Now, though none would have guessed it, in this workshop all the
labourers were Christians, and the product of their toil was cast into
a common treasury on the proceeds of which they lived, taking, each of
them, such share as their elders might decree, and giving the surplus to
brethren who had need, or to the sick. Connected with these shops were
lodging houses, mean enough to look at, but clean within. At the top
of one of them, up three flights of narrow stairs, Miriam and Nehushta
dwelt in a large attic that was very hot when the sun shone on the
roof, and very cold in the bitter winds and rains of winter. In other
respects, however, the room was not unpleasant, since being so high
there were few smells and little noise; also the air that blew in at the
windows was fresh and odorous of the open lands beyond the city.
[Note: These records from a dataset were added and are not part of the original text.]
/// Everything that can change a [`SessionState`].
#[derive(Debug, Clone, PartialEq)]
pub enum SessionEvent {
    /// A validated file replaces the session.
    FileSelected(SelectedFile),
    UploadStarted,
    UploadProgressed { percent: u8 },
    UploadSucceeded {
        guid: String,
        video_id: Option<String>,
    },
    ReviewRejected { reason: String },
    UploadFailed { message: String },
    ThumbnailsLoaded(ThumbnailCandidateSet),
    ThumbnailsFailed { message: String },
    ThumbnailSelected(SelectedThumbnail),
    ThumbnailSaved,
    PipelineUpdated(StatusResponse),
    /// Diagnostic only. A failed poll never changes the session.
    PollFailed { message: String },
    MetadataEdited {
        title: String,
        description: String,
        privacy: PrivacyStatus,
    },
    MetadataSubmitted { privacy: PrivacyStatus },
    Reset,
}

/// Side effects requested by an applied event.
#[derive(Debug, Clone, PartialEq, Eq)]
pub enum Effect {
    LoadThumbnails { guid: String },
    StartPolling { guid: String },
    StopPolling,
}

const GENERIC_PIPELINE_FAILURE: &str = "Video processing failed";
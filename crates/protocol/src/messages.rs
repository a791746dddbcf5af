use serde::{Deserialize, Serialize};

use crate::types::{PipelineStatus, PrivacyStatus};

/// Body returned by `POST /upload`.
///
/// `guid` is optional on the wire so a response without it can be
/// reported as malformed instead of as an opaque parse failure.
#[derive(Debug, Clone, PartialEq, Serialize, Deserialize)]
#[serde(rename_all = "camelCase")]
pub struct UploadResponse {
    #[serde(default, skip_serializing_if = "Option::is_none")]
    pub guid: Option<String>,
    pub review_passed: bool,
    #[serde(default, skip_serializing_if = "Option::is_none")]
    pub review_reason: Option<String>,
    #[serde(default, skip_serializing_if = "Option::is_none")]
    pub video_id: Option<String>,
}

/// Body of `POST /thumbnails-preview`.
#[derive(Debug, Clone, PartialEq, Serialize, Deserialize)]
#[serde(rename_all = "camelCase")]
pub struct ThumbnailPreviewRequest {
    pub video_guid: String,
}

/// Body of `POST /save-thumbnail`.
#[derive(Debug, Clone, PartialEq, Serialize, Deserialize)]
#[serde(rename_all = "camelCase")]
pub struct SaveThumbnailRequest {
    pub video_guid: String,
    pub thumbnail_base64: String,
}

/// Body returned by `GET /{guid}/status`.
#[derive(Debug, Clone, PartialEq, Serialize, Deserialize)]
#[serde(rename_all = "camelCase")]
pub struct StatusResponse {
    #[serde(default, skip_serializing_if = "Option::is_none")]
    pub video_url: Option<String>,
    pub process_status: PipelineStatus,
    #[serde(default, skip_serializing_if = "Option::is_none")]
    pub ai_audit_result: Option<String>,
    #[serde(default, skip_serializing_if = "Option::is_none")]
    pub transcode_progress: Option<f64>,
}

/// Body of `POST /publish` and `POST /draft`.
#[derive(Debug, Clone, PartialEq, Serialize, Deserialize)]
#[serde(rename_all = "camelCase")]
pub struct PublishRequest {
    pub video_guid: String,
    pub title: String,
    #[serde(default)]
    pub description: String,
    pub privacy_status: PrivacyStatus,
}

#[derive(Deserialize)]
struct ErrorBody {
    #[serde(default)]
    message: Option<String>,
    #[serde(default)]
    error: Option<String>,
}

/// Pulls a human-readable message out of an error response body.
///
/// Accepts `{"message": ..}`, `{"error": ..}` or a short plain-text body.
/// Returns `None` when nothing usable is found.
pub fn extract_server_message(body: &str) -> Option<String> {
    let body = body.trim();
    if body.is_empty() {
        return None;
    }

    if let Ok(parsed) = serde_json::from_str::<ErrorBody>(body) {
        return parsed
            .message
            .or(parsed.error)
            .map(|m| m.trim().to_string())
            .filter(|m| !m.is_empty());
    }

    if body.starts_with('<') || body.starts_with('{') || body.len() > 200 {
        return None;
    }
    Some(body.to_string())
}
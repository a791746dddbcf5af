//! Background task bookkeeping.
//!
//! Each background activity (upload, thumbnail fetch, poller) occupies one
//! slot in a [`TaskArena`], identified by a fresh [`TaskId`]. Tasks report
//! through an [`EventSink`] stamped with that id. An event whose id no
//! longer owns its slot is stale and gets dropped, which is how results
//! from a cancelled or replaced task are ignored.

use std::sync::Arc;

use tokio::sync::mpsc;
use tokio_util::sync::CancellationToken;
use tracing::trace;

use crate::state::SessionEvent;

#[derive(Debug, Clone, Copy, PartialEq, Eq, Hash)]
pub(crate) enum TaskKind {
    Upload,
    Thumbnails,
    Poller,
}

impl TaskKind {
    const COUNT: usize = 3;

    fn slot(self) -> usize {
        match self {
            Self::Upload => 0,
            Self::Thumbnails => 1,
            Self::Poller => 2,
        }
    }
}

#[derive(Debug, Clone, Copy, PartialEq, Eq, PartialOrd, Ord)]
pub(crate) struct TaskId(u64);

#[derive(Debug)]
pub(crate) enum Report {
    Event(SessionEvent),
    /// Sent once, when the last clone of a sink is dropped.
    Exited,
}

#[derive(Debug)]
pub(crate) struct Envelope {
    pub(crate) kind: TaskKind,
    pub(crate) id: TaskId,
    pub(crate) report: Report,
}

struct SinkInner {
    tx: mpsc::UnboundedSender<Envelope>,
    kind: TaskKind,
    id: TaskId,
}

impl Drop for SinkInner {
    fn drop(&mut self) {
        let _ = self.tx.send(Envelope {
            kind: self.kind,
            id: self.id,
            report: Report::Exited,
        });
    }
}

/// Where a background task sends its events.
#[derive(Clone)]
pub(crate) struct EventSink {
    inner: Arc<SinkInner>,
}

impl EventSink {
    pub(crate) fn new(tx: mpsc::UnboundedSender<Envelope>, kind: TaskKind, id: TaskId) -> Self {
        Self {
            inner: Arc::new(SinkInner { tx, kind, id }),
        }
    }

    /// Returns false once the receiving side is gone.
    pub(crate) fn send(&self, event: SessionEvent) -> bool {
        self.inner
            .tx
            .send(Envelope {
                kind: self.inner.kind,
                id: self.inner.id,
                report: Report::Event(event),
            })
            .is_ok()
    }
}

/// Cancellation handle for one running task.
#[derive(Debug)]
pub(crate) struct TaskHandle {
    id: TaskId,
    cancel: CancellationToken,
}

impl TaskHandle {
    /// Idempotent.
    pub(crate) fn stop(&self) {
        self.cancel.cancel();
    }
}

/// One slot per [`TaskKind`]; registering a kind replaces and cancels the
/// previous occupant.
#[derive(Debug, Default)]
pub(crate) struct TaskArena {
    slots: [Option<TaskHandle>; TaskKind::COUNT],
    next_id: u64,
}

impl TaskArena {
    /// Claims the slot for `kind`, stopping whatever held it.
    pub(crate) fn register(&mut self, kind: TaskKind) -> (TaskId, CancellationToken) {
        self.stop(kind);

        self.next_id += 1;
        let id = TaskId(self.next_id);
        let cancel = CancellationToken::new();
        self.slots[kind.slot()] = Some(TaskHandle {
            id,
            cancel: cancel.clone(),
        });
        (id, cancel)
    }

    /// Stops and clears the slot. Returns whether a task was running.
    pub(crate) fn stop(&mut self, kind: TaskKind) -> bool {
        match self.slots[kind.slot()].take() {
            Some(handle) => {
                trace!(kind = ?kind, id = handle.id.0, "stopping task");
                handle.stop();
                true
            }
            None => false,
        }
    }

    pub(crate) fn stop_all(&mut self) {
        for kind in [TaskKind::Upload, TaskKind::Thumbnails, TaskKind::Poller] {
            self.stop(kind);
        }
    }

    /// Clears the slot if `id` still owns it.
    pub(crate) fn release(&mut self, kind: TaskKind, id: TaskId) {
        let slot = &mut self.slots[kind.slot()];
        if slot.as_ref().is_some_and(|h| h.id == id) {
            *slot = None;
        }
    }

    pub(crate) fn is_current(&self, kind: TaskKind, id: TaskId) -> bool {
        self.slots[kind.slot()].as_ref().is_some_and(|h| h.id == id)
    }

    pub(crate) fn is_active(&self, kind: TaskKind) -> bool {
        self.slots[kind.slot()].is_some()
    }

    pub(crate) fn is_empty(&self) -> bool {
        self.slots.iter().all(Option::is_none)
    }
}

impl Drop for TaskArena {
    fn drop(&mut self) {
        self.stop_all();
    }
}
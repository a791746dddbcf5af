use std::sync::atomic::{AtomicU8, Ordering};

use vidflow_protocol::UploadProgress;

/// Keeps upload percentages non-decreasing and within 0-100.
///
/// Transports may report out of order (retransmits, buffered writers);
/// only strictly larger values pass through.
#[derive(Debug, Default)]
pub struct ProgressClamp {
    highest: AtomicU8,
}

impl ProgressClamp {
    pub fn new() -> Self {
        Self::default()
    }

    /// Offers a raw percentage. Returns the value to publish, or `None`
    /// when it would not move progress forward.
    pub fn advance(&self, percent: u8) -> Option<u8> {
        let percent = percent.min(100);
        let previous = self.highest.fetch_max(percent, Ordering::AcqRel);
        (percent > previous).then_some(percent)
    }

    /// Same as [`advance`](Self::advance) for a byte-level report.
    pub fn advance_bytes(&self, progress: UploadProgress) -> Option<u8> {
        self.advance(progress.percent())
    }

    /// Highest value published so far.
    pub fn current(&self) -> u8 {
        self.highest.load(Ordering::Acquire)
    }
}
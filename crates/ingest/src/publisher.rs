//! Metadata submission: final publish or draft.
//!
//! Both calls are single attempts. Guard failures are local and send
//! nothing; server failures are returned for the caller to resubmit.

use std::sync::Arc;

use tracing::{info, warn};
use vidflow_protocol::{PipelineStatus, PrivacyStatus, PublishRequest};

use crate::api::VideoApi;
use crate::error::{IngestError, ValidationError};

#[derive(Clone)]
pub struct MetadataPublisher {
    api: Arc<dyn VideoApi>,
}

impl MetadataPublisher {
    pub fn new(api: Arc<dyn VideoApi>) -> Self {
        Self { api }
    }

    /// Publishes with the requested privacy. Only a `READY` video can be
    /// published.
    pub async fn publish(
        &self,
        status: Option<PipelineStatus>,
        request: PublishRequest,
    ) -> Result<(), IngestError> {
        match status {
            Some(PipelineStatus::Ready) => {}
            Some(s) if s.is_failure() => return Err(ValidationError::PipelineFailed.into()),
            other => return Err(ValidationError::NotReady { status: other }.into()),
        }
        let request = checked(request)?;

        self.api.publish(&request).await.inspect_err(|e| {
            warn!(guid = %request.video_guid, error = %e, "publish failed");
        })?;
        info!(guid = %request.video_guid, privacy = request.privacy_status.as_str(), "video published");
        Ok(())
    }

    /// Saves the metadata as a draft, whatever the pipeline is doing.
    /// The privacy is always sent as `DRAFT`.
    pub async fn save_draft(&self, request: PublishRequest) -> Result<(), IngestError> {
        let mut request = checked(request)?;
        request.privacy_status = PrivacyStatus::Draft;

        self.api.save_draft(&request).await.inspect_err(|e| {
            warn!(guid = %request.video_guid, error = %e, "draft save failed");
        })?;
        info!(guid = %request.video_guid, "draft saved");
        Ok(())
    }
}

/// Requires a guid and a non-blank title; trims the title.
fn checked(mut request: PublishRequest) -> Result<PublishRequest, ValidationError> {
    if request.video_guid.trim().is_empty() {
        return Err(ValidationError::NotUploaded);
    }
    let title = request.title.trim();
    if title.is_empty() {
        return Err(ValidationError::EmptyTitle);
    }
    request.title = title.to_string();
    Ok(request)
}
//! vidflow API client.
//!
//! JSON requests carry a per-request timeout; the multipart upload does
//! not, since its duration scales with the file size.

use std::time::Duration;

use futures_util::TryStreamExt;
use percent_encoding::{NON_ALPHANUMERIC, utf8_percent_encode};
use reqwest::multipart::{Form, Part};
use serde::Serialize;
use serde::de::DeserializeOwned;
use tokio_util::io::ReaderStream;
use tracing::{debug, trace};
use vidflow_intake::SelectedFile;
use vidflow_protocol::constants::{REQUEST_TIMEOUT, UPLOAD_FIELD, endpoints};
use vidflow_protocol::{
    ProgressCallback, PublishRequest, SaveThumbnailRequest, StatusResponse,
    ThumbnailPreviewRequest, UploadProgress, UploadResponse, extract_server_message,
};

/// Errors from the vidflow API client.
#[derive(Debug, thiserror::Error)]
pub enum Error {
    #[error("HTTP error: {0}")]
    Http(#[from] reqwest::Error),

    #[error("API error {status}: {body}")]
    Api { status: u16, body: String },

    #[error("JSON error: {0}")]
    Json(#[from] serde_json::Error),

    #[error("I/O error: {0}")]
    Io(#[from] std::io::Error),

    #[error("invalid base URL: {0}")]
    InvalidUrl(String),
}

impl Error {
    /// Best-effort human-readable message supplied by the server.
    pub fn server_message(&self) -> Option<String> {
        match self {
            Self::Api { body, .. } => extract_server_message(body),
            _ => None,
        }
    }

    /// HTTP status code, when the server answered.
    pub fn status(&self) -> Option<u16> {
        match self {
            Self::Api { status, .. } => Some(*status),
            Self::Http(e) => e.status().map(|s| s.as_u16()),
            _ => None,
        }
    }

    pub fn is_timeout(&self) -> bool {
        matches!(self, Self::Http(e) if e.is_timeout())
    }
}

/// vidflow API client.
#[derive(Debug, Clone)]
pub struct Client {
    http: reqwest::Client,
    base_url: String,
    request_timeout: Duration,
}

impl Client {
    /// Creates a client for the API rooted at `base_url`.
    ///
    /// `request_timeout` bounds every request except the upload; `None`
    /// uses the protocol default.
    pub fn new(base_url: &str, request_timeout: Option<Duration>) -> Result<Self, Error> {
        let base_url = base_url.trim_end_matches('/').to_string();
        if !(base_url.starts_with("http://") || base_url.starts_with("https://")) {
            return Err(Error::InvalidUrl(base_url));
        }

        let http = reqwest::Client::builder().build()?;

        Ok(Self {
            http,
            base_url,
            request_timeout: request_timeout.unwrap_or(REQUEST_TIMEOUT),
        })
    }

    pub fn base_url(&self) -> &str {
        &self.base_url
    }

    fn url(&self, path: &str) -> String {
        format!("{}{}", self.base_url, path)
    }

    /// Uploads a video as multipart form data.
    ///
    /// `on_progress` fires as each chunk of the file is handed to the
    /// connection. Reports arrive in read order; callers still clamp.
    pub async fn upload(
        &self,
        file: &SelectedFile,
        on_progress: ProgressCallback,
    ) -> Result<UploadResponse, Error> {
        let handle = tokio::fs::File::open(&file.path).await?;
        let total_bytes = file.size;
        let mut bytes_sent: u64 = 0;

        let stream = ReaderStream::new(handle).inspect_ok(move |chunk| {
            bytes_sent += chunk.len() as u64;
            on_progress(UploadProgress {
                bytes_sent,
                total_bytes,
            });
        });

        let part = Part::stream_with_length(reqwest::Body::wrap_stream(stream), total_bytes)
            .file_name(file.file_name.clone())
            .mime_str(&file.mime_type)?;
        let form = Form::new().part(UPLOAD_FIELD, part);

        debug!(file = %file.file_name, bytes = total_bytes, "starting upload");
        let resp = self
            .http
            .post(self.url(endpoints::UPLOAD))
            .multipart(form)
            .send()
            .await?;

        let body = read_success(resp).await?;
        Ok(serde_json::from_slice(&body)?)
    }

    /// Fetches the server-extracted thumbnail candidates for an upload.
    pub async fn thumbnail_candidates(&self, guid: &str) -> Result<Vec<String>, Error> {
        let req = ThumbnailPreviewRequest {
            video_guid: guid.to_string(),
        };
        self.post_json(endpoints::THUMBNAILS_PREVIEW, &req).await
    }

    /// Persists the chosen thumbnail.
    pub async fn save_thumbnail(&self, guid: &str, thumbnail_base64: &str) -> Result<(), Error> {
        let req = SaveThumbnailRequest {
            video_guid: guid.to_string(),
            thumbnail_base64: thumbnail_base64.to_string(),
        };
        self.post_no_content(endpoints::SAVE_THUMBNAIL, &req).await
    }

    /// Reads the current pipeline status of an upload.
    pub async fn status(&self, guid: &str) -> Result<StatusResponse, Error> {
        let encoded = utf8_percent_encode(guid, NON_ALPHANUMERIC).to_string();
        let resp = self
            .http
            .get(self.url(&endpoints::status(&encoded)))
            .timeout(self.request_timeout)
            .send()
            .await?;
        let body = read_success(resp).await?;
        Ok(serde_json::from_slice(&body)?)
    }

    /// Publishes a video with its final metadata.
    pub async fn publish(&self, req: &PublishRequest) -> Result<(), Error> {
        self.post_no_content(endpoints::PUBLISH, req).await
    }

    /// Saves metadata as a draft.
    pub async fn save_draft(&self, req: &PublishRequest) -> Result<(), Error> {
        self.post_no_content(endpoints::DRAFT, req).await
    }

    async fn post_json<B, T>(&self, path: &str, body: &B) -> Result<T, Error>
    where
        B: Serialize + ?Sized,
        T: DeserializeOwned,
    {
        let resp = self
            .http
            .post(self.url(path))
            .timeout(self.request_timeout)
            .json(body)
            .send()
            .await?;
        let bytes = read_success(resp).await?;
        Ok(serde_json::from_slice(&bytes)?)
    }

    async fn post_no_content<B>(&self, path: &str, body: &B) -> Result<(), Error>
    where
        B: Serialize + ?Sized,
    {
        let resp = self
            .http
            .post(self.url(path))
            .timeout(self.request_timeout)
            .json(body)
            .send()
            .await?;
        read_success(resp).await?;
        Ok(())
    }
}

/// Returns the body of a 2xx response, or an `Api` error carrying the
/// status and whatever body the server sent.
async fn read_success(resp: reqwest::Response) -> Result<Vec<u8>, Error> {
    let status = resp.status();
    trace!(status = status.as_u16(), url = %resp.url(), "response");

    if !status.is_success() {
        let body = resp.text().await.unwrap_or_default();
        return Err(Error::Api {
            status: status.as_u16(),
            body,
        });
    }

    Ok(resp.bytes().await?.to_vec())
}
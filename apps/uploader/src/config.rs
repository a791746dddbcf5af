//! Uploader configuration.
//!
//! Read from `~/.config/vidflow/config.json`. Every field is optional;
//! `VIDFLOW_API_URL` and `VIDFLOW_PLAYBACK_HOST` override the file.

use std::path::PathBuf;
use std::time::Duration;

use serde::{Deserialize, Serialize};
use vidflow_ingest::IngestConfig;
use vidflow_ingest::config::DEFAULT_PLAYBACK_HOST;
use vidflow_protocol::constants::{POLL_INTERVAL, REQUEST_TIMEOUT};

const DEFAULT_API_BASE_URL: &str = "http://localhost:8080/api/videos";

#[derive(Debug, Clone, PartialEq, Eq, Serialize, Deserialize)]
#[serde(default)]
pub struct UploaderConfig {
    /// Root of the video API; endpoint paths are appended to it.
    pub api_base_url: String,

    /// Host serving HLS manifests.
    pub playback_host: String,

    pub poll_interval_ms: u64,

    /// Timeout for every request except the upload itself.
    pub request_timeout_secs: u64,
}

impl Default for UploaderConfig {
    fn default() -> Self {
        Self {
            api_base_url: DEFAULT_API_BASE_URL.into(),
            playback_host: DEFAULT_PLAYBACK_HOST.into(),
            poll_interval_ms: POLL_INTERVAL.as_millis() as u64,
            request_timeout_secs: REQUEST_TIMEOUT.as_secs(),
        }
    }
}

impl UploaderConfig {
    /// Loads the config file, falling back to defaults when it is missing
    /// or unreadable, then applies environment overrides.
    pub fn load() -> anyhow::Result<Self> {
        let path = config_path()?;
        let mut config = if path.exists() {
            let content = std::fs::read_to_string(&path)?;
            Self::parse(&content).unwrap_or_else(|| {
                tracing::warn!(path = %path.display(), "failed to parse config, using defaults");
                Self::default()
            })
        } else {
            tracing::debug!(path = %path.display(), "no config file, using defaults");
            Self::default()
        };

        config.apply_overrides(|key| std::env::var(key).ok());
        Ok(config)
    }

    fn parse(content: &str) -> Option<Self> {
        serde_json::from_str(content).ok()
    }

    fn apply_overrides(&mut self, lookup: impl Fn(&str) -> Option<String>) {
        if let Some(url) = lookup("VIDFLOW_API_URL").filter(|v| !v.is_empty()) {
            self.api_base_url = url;
        }
        if let Some(host) = lookup("VIDFLOW_PLAYBACK_HOST").filter(|v| !v.is_empty()) {
            self.playback_host = host;
        }
    }

    pub fn request_timeout(&self) -> Duration {
        Duration::from_secs(self.request_timeout_secs.max(1))
    }

    pub fn ingest_config(&self) -> IngestConfig {
        IngestConfig {
            poll_interval: Duration::from_millis(self.poll_interval_ms.max(100)),
            playback_host: self.playback_host.clone(),
            ..IngestConfig::default()
        }
    }
}

fn config_path() -> anyhow::Result<PathBuf> {
    Ok(config_base_dir()?.join("vidflow").join("config.json"))
}

fn config_base_dir() -> anyhow::Result<PathBuf> {
    #[cfg(target_os = "windows")]
    {
        let appdata =
            std::env::var("APPDATA").unwrap_or_else(|_| "C:\\Users\\Default\\AppData".into());
        Ok(PathBuf::from(appdata))
    }

    #[cfg(not(target_os = "windows"))]
    {
        if let Ok(dir) = std::env::var("XDG_CONFIG_HOME")
            && !dir.is_empty()
        {
            return Ok(PathBuf::from(dir));
        }
        let home = std::env::var("HOME")?;
        Ok(PathBuf::from(home).join(".config"))
    }
}

#[cfg(test)]
mod tests {
    use super::*;

    #[test]
    fn defaults() {
        let config = UploaderConfig::default();
        assert_eq!(config.poll_interval_ms, 3000);
        assert_eq!(config.request_timeout(), Duration::from_secs(30));
        assert_eq!(config.ingest_config().poll_interval, Duration::from_millis(3000));
    }

    #[test]
    fn partial_file_keeps_defaults() {
        let config = UploaderConfig::parse(r#"{"api_base_url":"https://api.example.com"}"#).unwrap();
        assert_eq!(config.api_base_url, "https://api.example.com");
        assert_eq!(config.playback_host, DEFAULT_PLAYBACK_HOST);
        assert_eq!(config.poll_interval_ms, 3000);
    }

    #[test]
    fn garbage_does_not_parse() {
        assert!(UploaderConfig::parse("not json").is_none());
    }

    #[test]
    fn env_overrides_file() {
        let mut config = UploaderConfig::default();
        config.apply_overrides(|key| match key {
            "VIDFLOW_API_URL" => Some("https://api.example.com".into()),
            "VIDFLOW_PLAYBACK_HOST" => Some(String::new()),
            _ => None,
        });
        assert_eq!(config.api_base_url, "https://api.example.com");
        assert_eq!(config.playback_host, DEFAULT_PLAYBACK_HOST);
    }

    #[test]
    fn ingest_config_carries_playback_host() {
        let config = UploaderConfig {
            playback_host: "https://cdn.example.com".into(),
            poll_interval_ms: 10,
            ..UploaderConfig::default()
        };
        let ingest = config.ingest_config();
        assert_eq!(ingest.playback_host, "https://cdn.example.com");
        assert_eq!(ingest.poll_interval, Duration::from_millis(100));
    }
}
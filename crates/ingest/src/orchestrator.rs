//! Ingest orchestrator.
//!
//! Owns the session state and the background tasks acting on it. Tasks
//! report through a channel; [`IngestOrchestrator::next_update`] applies
//! their events one at a time, so the state is only ever written here.

use std::sync::Arc;

use tokio::sync::mpsc;
use tracing::{debug, info, trace, warn};
use vidflow_intake::{ImageFile, SelectedFile, validate_video_file};
use vidflow_protocol::{PipelineStatus, PrivacyStatus, PublishRequest};

use crate::api::VideoApi;
use crate::config::IngestConfig;
use crate::derive::{self, UiFlags};
use crate::error::{IngestError, ValidationError};
use crate::poller::PipelineStatePoller;
use crate::publisher::MetadataPublisher;
use crate::state::{Effect, SessionEvent, SessionState, apply, follow_up, is_regression};
use crate::tasks::{Envelope, EventSink, Report, TaskArena, TaskKind};
use crate::thumbnails::ThumbnailNegotiator;
use crate::upload::UploadTransport;

/// Drives one ingestion session at a time.
pub struct IngestOrchestrator {
    config: IngestConfig,
    state: SessionState,
    tasks: TaskArena,
    events_tx: mpsc::UnboundedSender<Envelope>,
    events_rx: mpsc::UnboundedReceiver<Envelope>,
    transport: UploadTransport,
    poller: PipelineStatePoller,
    thumbnails: ThumbnailNegotiator,
    publisher: MetadataPublisher,
}
use std::path::{Path, PathBuf};

use vidflow_protocol::constants::MAX_THUMBNAIL_BYTES;

use crate::IntakeError;

const FALLBACK_MIME: &str = "application/octet-stream";

/// A video file chosen by the user, described by what the browser-side
/// picker would know about it: name, declared type and size.
#[derive(Debug, Clone, PartialEq, Eq)]
pub struct SelectedFile {
    pub path: PathBuf,
    pub file_name: String,
    pub mime_type: String,
    pub size: u64,
}

impl SelectedFile {
    pub fn new(path: impl Into<PathBuf>, mime_type: impl Into<String>, size: u64) -> Self {
        let path = path.into();
        let file_name = file_name_of(&path);
        Self {
            path,
            file_name,
            mime_type: mime_type.into(),
            size,
        }
    }

    /// Reads size from disk and infers the type from the extension.
    pub fn from_path(path: impl AsRef<Path>) -> Result<Self, IntakeError> {
        let path = path.as_ref();
        let size = std::fs::metadata(path)?.len();
        let mime_type = detect_mime_type(path).unwrap_or(FALLBACK_MIME);
        Ok(Self::new(path, mime_type, size))
    }
}

/// A custom thumbnail image, held in memory.
#[derive(Debug, Clone, PartialEq, Eq)]
pub struct ImageFile {
    pub file_name: String,
    pub mime_type: String,
    pub data: Vec<u8>,
}

impl ImageFile {
    pub fn new(file_name: impl Into<String>, mime_type: impl Into<String>, data: Vec<u8>) -> Self {
        Self {
            file_name: file_name.into(),
            mime_type: mime_type.into(),
            data,
        }
    }

    /// Loads an image from disk. Files over `max_bytes` (default 2 MiB) are
    /// rejected from their metadata, before anything is read.
    pub fn from_path(path: impl AsRef<Path>, max_bytes: Option<u64>) -> Result<Self, IntakeError> {
        let path = path.as_ref();
        let size = std::fs::metadata(path)?.len();
        let limit = max_bytes.unwrap_or(MAX_THUMBNAIL_BYTES);
        if size > limit {
            return Err(IntakeError::TooLarge { size, limit });
        }
        let data = std::fs::read(path)?;
        let mime_type = detect_mime_type(path).unwrap_or(FALLBACK_MIME);
        Ok(Self::new(file_name_of(path), mime_type, data))
    }

    pub fn size(&self) -> u64 {
        self.data.len() as u64
    }
}

fn file_name_of(path: &Path) -> String {
    path.file_name()
        .map(|n| n.to_string_lossy().into_owned())
        .unwrap_or_default()
}

/// Detects a MIME type from a file path extension.
pub fn detect_mime_type(path: impl AsRef<Path>) -> Option<&'static str> {
    let ext = path
        .as_ref()
        .extension()
        .and_then(|e| e.to_str())
        .map(|e| e.to_lowercase());

    match ext.as_deref() {
        Some("mp4" | "m4v") => Some("video/mp4"),
        Some("mov") => Some("video/quicktime"),
        Some("webm") => Some("video/webm"),
        Some("mkv") => Some("video/x-matroska"),
        Some("avi") => Some("video/x-msvideo"),
        Some("png") => Some("image/png"),
        Some("jpg" | "jpeg") => Some("image/jpeg"),
        Some("webp") => Some("image/webp"),
        Some("gif") => Some("image/gif"),
        _ => None,
    }
}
So there they dwelt in peace, for none came to search for the costly and
beautiful Pearl-Maiden in those squalid courts, occupied by working
folk of the meaner sort. By day they laboured, and at night they rested,
ministering and ministered to in the community of Christian brotherhood,
and, notwithstanding their fears and anxieties for themselves and
another, were happier than they had been for years.